Singapore — While convicted drug trafficker Syed Suhail Syed Zin has received a reprieve on his scheduled execution, questions from his lawyer and activists have been raised about his case.
Syed Suhail, 44, had been scheduled to be executed last Friday (Sept 18) but the High Court ordered an interim stay of execution the day before. His lawyer, Mr M Ravi, had filed a Judicial Review application in the High Court on Sept 16, which was dismissed the following day. However, Suhail’s execution had been stayed, pending the appeal.
On Tuesday (Sept 22), Mr Ravi wrote in a Facebook post that the Court of Appeal had heard Suhail’s appeal in what he called an “intense” hearing. He added that the stay of execution had been extended “as the court wanted further submissions/arguments for parties to address the court”. The next hearing will be after Oct 7.
Update : The Court of Appeal heard Syed Suhail's appeal and I must say the hearing was very intense. The court extended…
Suhail was arrested on Aug 3, 2011, and later found guilty of possession for the purpose of trafficking of 38.84 grams of diamorphine. The ruling in his case said that he had been unable to prove that the drugs in his possession were for consumption, as he had been in financial straits at that time. According to court documents, he had also sold a S$5,700 packet of heroin to someone else. He was convicted of drug trafficking and sentenced to death.
Had the death penalty been carried out, Suhail would have been the first person to be executed in Singapore since the Covid-19 pandemic began.
His case sparked interest online when Mr Ravi posted a letter from Suhail on his Facebook page, appealing for the lawyer’s help especially because his relatives in Malaysia would not be able to see him for the last time, since travel restrictions are still in place due to the pandemic.
The human rights group Amnesty International, in a statement on its website, also called for a stop to Suhail’s execution. Shortly afterwards, a mercy petition was put together by concerned citizens on change.org appealing for President Halimah Yacob to spare Suhail’s life.
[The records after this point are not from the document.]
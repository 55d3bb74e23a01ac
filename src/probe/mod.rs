//! Latency probes
//!
//! A [`Probe`] measures one server. Engines that need global setup before
//! the first measurement (loading assets, starting a core) do it in
//! [`Probe::initialize`], which [`ProbeEnvironment`] runs exactly once and
//! then shares across every later batch.

pub mod tcp;

pub use tcp::TcpProbe;

use std::sync::Arc;
use std::time::Duration;

use async_trait::async_trait;
use tokio::sync::OnceCell;

use crate::models::ServerConfig;
use crate::utils::error::ProbeError;

/// Connectivity/latency measurement against one server
#[async_trait]
pub trait Probe: Send + Sync {
    /// One-time engine setup, run before the first batch
    async fn initialize(&self) -> Result<(), ProbeError> {
        Ok(())
    }

    /// Measure the server; the probe owns its own timeout
    async fn probe(&self, config: &ServerConfig) -> Result<Duration, ProbeError>;
}

/// Scoped access to an initialized probe engine
pub struct ProbeEnvironment {
    probe: Arc<dyn Probe>,
    initialized: OnceCell<()>,
}

impl ProbeEnvironment {
    pub fn new(probe: Arc<dyn Probe>) -> Self {
        Self {
            probe,
            initialized: OnceCell::new(),
        }
    }

    /// Initialize the engine on first use and hand out the probe.
    ///
    /// A failed initialization is retried by the next caller.
    pub async fn acquire(&self) -> Result<Arc<dyn Probe>, ProbeError> {
        self.initialized
            .get_or_try_init(|| async {
                self.probe.initialize().await?;
                tracing::debug!("Probe environment initialized");
                Ok::<(), ProbeError>(())
            })
            .await?;

        Ok(Arc::clone(&self.probe))
    }

    pub fn is_initialized(&self) -> bool {
        self.initialized.initialized()
    }
}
It has since garnered more than 30,000 signatures.
Aside from Mr Ravi’s argument that the direction to execute Suhail “violates his right to equality guaranteed under Article 12 of the Constitution of the Republic of Singapore because the Singapore Prison Service has effected a differential treatment between foreigners and Singaporeans in carrying out the death sentence as the execution of foreigners has been halted due to the Covid-19 situation”, a separate issue has been raised by the Community Action Network (CAN).
According to CAN, copies of some of Suhail’s personal letters had been sent by the Singapore Prison Service to the Attorney-General’s Chambers, an action it claimed put into question the AGC’s respect for his privacy.
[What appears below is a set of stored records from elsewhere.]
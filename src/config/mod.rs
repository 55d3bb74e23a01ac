//! Configuration management for proxyrank
//!
//! This module handles loading and validating configuration from environment variables
//! and TOML files.

use anyhow::{Context, Result};
use serde::{Deserialize, Serialize};
use std::path::{Path, PathBuf};
use std::time::Duration;

use crate::utils::retry::RetryConfig;

/// Main configuration structure
#[derive(Debug, Clone, Serialize, Deserialize)]
pub struct Config {
    /// Probe batch configuration
    pub prober: ProberConfig,

    /// Subscription download configuration
    pub subscription: SubscriptionConfig,

    /// Storage configuration
    pub storage: StorageConfig,

    /// Logging configuration
    pub logging: LoggingConfig,
}

/// Probe batch configuration
#[derive(Debug, Clone, Serialize, Deserialize)]
pub struct ProberConfig {
    /// Maximum number of probes in flight at once
    pub max_concurrency: usize,

    /// Per-probe timeout in seconds
    pub probe_timeout_secs: u64,

    /// Pending progress events buffered before the prober waits for the consumer
    pub progress_buffer: usize,

    /// Select the fastest server after ranking
    pub auto_select: bool,
}

/// Subscription download configuration
#[derive(Debug, Clone, Serialize, Deserialize)]
pub struct SubscriptionConfig {
    /// Request timeout in seconds
    pub request_timeout_secs: u64,

    /// User agent string
    pub user_agent: String,

    /// Retries after the first failed download
    pub max_retries: u32,

    /// Base backoff delay in milliseconds
    pub retry_base_delay_ms: u64,
}

/// Storage configuration
#[derive(Debug, Clone, Serialize, Deserialize)]
pub struct StorageConfig {
    /// SQLite database path
    pub sqlite_path: PathBuf,
}

/// Logging configuration
#[derive(Debug, Clone, Serialize, Deserialize)]
pub struct LoggingConfig {
    /// Log level (trace, debug, info, warn, error)
    pub level: String,

    /// Log format (text, json)
    pub format: String,
}

fn env_parse<T: std::str::FromStr>(key: &str) -> Option<T> {
    std::env::var(key).ok().and_then(|v| v.parse::<T>().ok())
}

impl Config {
    /// Load configuration from environment variables
    pub fn from_env() -> Result<Self> {
        let defaults = Self::default();

        let max_concurrency = env_parse("PROXYRANK_MAX_CONCURRENCY")
            .unwrap_or(defaults.prober.max_concurrency);

        let probe_timeout_secs = env_parse("PROXYRANK_PROBE_TIMEOUT")
            .unwrap_or(defaults.prober.probe_timeout_secs);

        let progress_buffer = env_parse("PROXYRANK_PROGRESS_BUFFER")
            .unwrap_or(defaults.prober.progress_buffer);

        let auto_select =
            env_parse("PROXYRANK_AUTO_SELECT").unwrap_or(defaults.prober.auto_select);

        let request_timeout_secs = env_parse("PROXYRANK_REQUEST_TIMEOUT")
            .unwrap_or(defaults.subscription.request_timeout_secs);

        let user_agent = std::env::var("PROXYRANK_USER_AGENT")
            .unwrap_or(defaults.subscription.user_agent);

        let max_retries =
            env_parse("PROXYRANK_MAX_RETRIES").unwrap_or(defaults.subscription.max_retries);

        let sqlite_path = std::env::var("PROXYRANK_SQLITE_PATH")
            .map(PathBuf::from)
            .unwrap_or(defaults.storage.sqlite_path);

        let level = std::env::var("PROXYRANK_LOG_LEVEL").unwrap_or(defaults.logging.level);
        let format = std::env::var("PROXYRANK_LOG_FORMAT").unwrap_or(defaults.logging.format);

        let config = Self {
            prober: ProberConfig {
                max_concurrency,
                probe_timeout_secs,
                progress_buffer,
                auto_select,
            },
            subscription: SubscriptionConfig {
                request_timeout_secs,
                user_agent,
                max_retries,
                retry_base_delay_ms: defaults.subscription.retry_base_delay_ms,
            },
            storage: StorageConfig { sqlite_path },
            logging: LoggingConfig { level, format },
        };

        config.validate()?;
        Ok(config)
    }

    /// Load configuration from a file
    pub fn from_file(path: &Path) -> Result<Self> {
        let content = std::fs::read_to_string(path)
            .with_context(|| format!("Failed to read config file: {}", path.display()))?;

        let config: Self = toml::from_str(&content)
            .with_context(|| format!("Failed to parse TOML config file: {}", path.display()))?;

        config.validate()?;
        Ok(config)
    }

    /// Validate configuration values
    pub fn validate(&self) -> Result<()> {
        if self.prober.max_concurrency == 0 {
            anyhow::bail!("max_concurrency must be greater than 0");
        }

        if self.prober.probe_timeout_secs == 0 {
            anyhow::bail!("probe_timeout_secs must be greater than 0");
        }

        if self.prober.progress_buffer == 0 {
            anyhow::bail!("progress_buffer must be greater than 0");
        }

        if self.subscription.request_timeout_secs == 0 {
            anyhow::bail!("request_timeout_secs must be greater than 0");
        }

        Ok(())
    }

    /// Get probe timeout as Duration
    #[must_use]
    pub fn probe_timeout(&self) -> Duration {
        Duration::from_secs(self.prober.probe_timeout_secs)
    }

    /// Get subscription request timeout as Duration
    #[must_use]
    pub fn request_timeout(&self) -> Duration {
        Duration::from_secs(self.subscription.request_timeout_secs)
    }

    /// Retry policy for subscription downloads
    #[must_use]
    pub fn retry(&self) -> RetryConfig {
        RetryConfig::with_delays(
            self.subscription.max_retries,
            self.subscription.retry_base_delay_ms,
            self.subscription.retry_base_delay_ms.saturating_mul(16),
        )
    }
}

impl Default for ProberConfig {
    fn default() -> Self {
        Self {
            max_concurrency: 16,
            probe_timeout_secs: 5,
            progress_buffer: 15,
            auto_select: true,
        }
    }
}

impl Default for Config {
    fn default() -> Self {
        Self {
            prober: ProberConfig::default(),
            subscription: SubscriptionConfig {
                request_timeout_secs: 30,
                user_agent: format!("proxyrank/{}", env!("CARGO_PKG_VERSION")),
                max_retries: 2,
                retry_base_delay_ms: 500,
            },
            storage: StorageConfig {
                sqlite_path: PathBuf::from("data/proxyrank.db"),
            },
            logging: LoggingConfig {
                level: String::from("info"),
                format: String::from("text"),
            },
        }
    }
}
“This is deeply alarming and raises numerous troubling questions,” CAN said in a statement on Sept 21.
CAN also called for an independent inquiry into the matter. “It is of public interest to know whether similar actions have occurred in the past, with what frequency, and whether any of those disclosed correspondence could have prejudiced cases against defendants. Were inmates who have already been executed affected by similar breaches?”
During the hearing at the Court of Appeal, Mr Ravi said that what the prison service did in sending Suhail’s letters may have affected his case. He also argued for the replacement team of prosecutors for this reason.
Deputy chief prosecutor Francis Ng answered that he had not read the letters from Suhail.
In a statement on Tuesday (Sept 22), the Ministry of Home Affairs (MHA) denied “all allegations of discrimination or impropriety in the scheduling of judicial executions”. Moreover, “all prisoners sentenced to capital punishment are accorded due process according to the law”.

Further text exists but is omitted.